1. You indicate that the painted bottom was immaculate. But the GW and Yamaha tests are done with an unpainted bottom, and that alone is good for a couple of knots lost speed.

2. Your WOT RPM of 5700, compared to the test at 6100, has a three (3) MPH slower speed. http://www.go-fast.com/Prop_Slip_Calculator.htm

3. At your 5700RPM WOT, are you trimmed up properly? The usual approach is to trim the engines up, with both speed and RPM increasing, until the speed no longer increases, or you hear the props ventilating, and then trim down until the ventilating stops. I can say from experience that this is a critical process for preperly evaluating your prop and engine performance.

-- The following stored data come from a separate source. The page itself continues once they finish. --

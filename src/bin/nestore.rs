//! nestore CLI Binary
//!
//! Command-line interface over a sled-backed context stack.

use anyhow::Context as _;
use clap::Parser;
use nestore::cli::{Cli, RunContext};
use nestore::config::ConfigLoader;
use nestore::logging::{init_logging, LoggingConfig};
use std::process;
use tracing::{error, info};

fn main() -> anyhow::Result<()> {
    let cli = Cli::parse();

    let logging_config = build_logging_config(&cli);
    init_logging(Some(&logging_config)).context("Failed to initialize logging")?;

    info!(command = cli.command.name(), "nestore starting");

    let context = match RunContext::new(cli.workspace.clone(), cli.config.clone()) {
        Ok(ctx) => ctx,
        Err(e) => {
            error!(error = %e, "Error initializing workspace");
            eprintln!("{}", nestore::cli::map_error(&e));
            process::exit(1);
        }
    };

    match context.execute(&cli.command) {
        Ok(output) => {
            println!("{}", output);
            Ok(())
        }
        Err(e) => {
            error!(error = %e, "Command failed");
            eprintln!("{}", nestore::cli::map_error(&e));
            // Drop the stack and runtime before exiting
            drop(context);
            process::exit(1);
        }
    }
}

/// Build logging configuration from CLI args and the config file.
/// Precedence: CLI flags override config file override defaults.
fn build_logging_config(cli: &Cli) -> LoggingConfig {
    let mut config = match cli.config {
        Some(ref config_path) => ConfigLoader::load_from_file(config_path)
            .ok()
            .map(|c| c.logging)
            .unwrap_or_default(),
        None => ConfigLoader::load(&cli.workspace)
            .ok()
            .map(|c| c.logging)
            .unwrap_or_default(),
    };

    if cli.verbose {
        config.level = "debug".to_string();
    }
    if let Some(ref level) = cli.log_level {
        config.level = level.clone();
    }
    if let Some(ref format) = cli.log_format {
        config.format = format.clone();
    }
    if let Some(ref output) = cli.log_output {
        config.output = output.clone();
    }
    config
}
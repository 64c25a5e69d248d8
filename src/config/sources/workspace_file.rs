//! Workspace config file source: config/config.toml and config/{env}.toml

use config::builder::DefaultState;
use config::{ConfigBuilder, ConfigError, File};
use std::path::Path;

/// Add workspace config files to builder.
/// Precedence: config/config.toml (base) then config/{NESTORE_ENV}.toml (env-specific).
pub fn add_to_builder(
    builder: ConfigBuilder<DefaultState>,
    workspace_root: &Path,
) -> Result<ConfigBuilder<DefaultState>, ConfigError> {
    let config_dir = workspace_root.join("config");
    let env_name = std::env::var("NESTORE_ENV").unwrap_or_else(|_| "development".to_string());

    let mut builder = builder;

    let base_config_path = config_dir.join("config.toml");
    if base_config_path.exists() {
        builder = builder.add_source(File::from(base_config_path).required(false));
    }

    let env_config_path = config_dir.join(format!("{}.toml", env_name));
    if env_config_path.exists() {
        builder = builder.add_source(File::from(env_config_path).required(false));
    }

    Ok(builder)
}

4. Ethanol has 30% less energy per unit, so an E-10 mixture would have 3% less energy overall. Small, but not insigificant.

5. Using the Prop Slip Calc above, your 37MPH at 5700 RPM gives a prop slip of 20% (gear ratio is 2.0:1). This is rather high, and indicates that something isn't right. Something possibly aerating the water ahead of the prop(s), such as a through-hull transducer mount, or water intakes, or ???.

Comments based on a good bit of experience with prop testing.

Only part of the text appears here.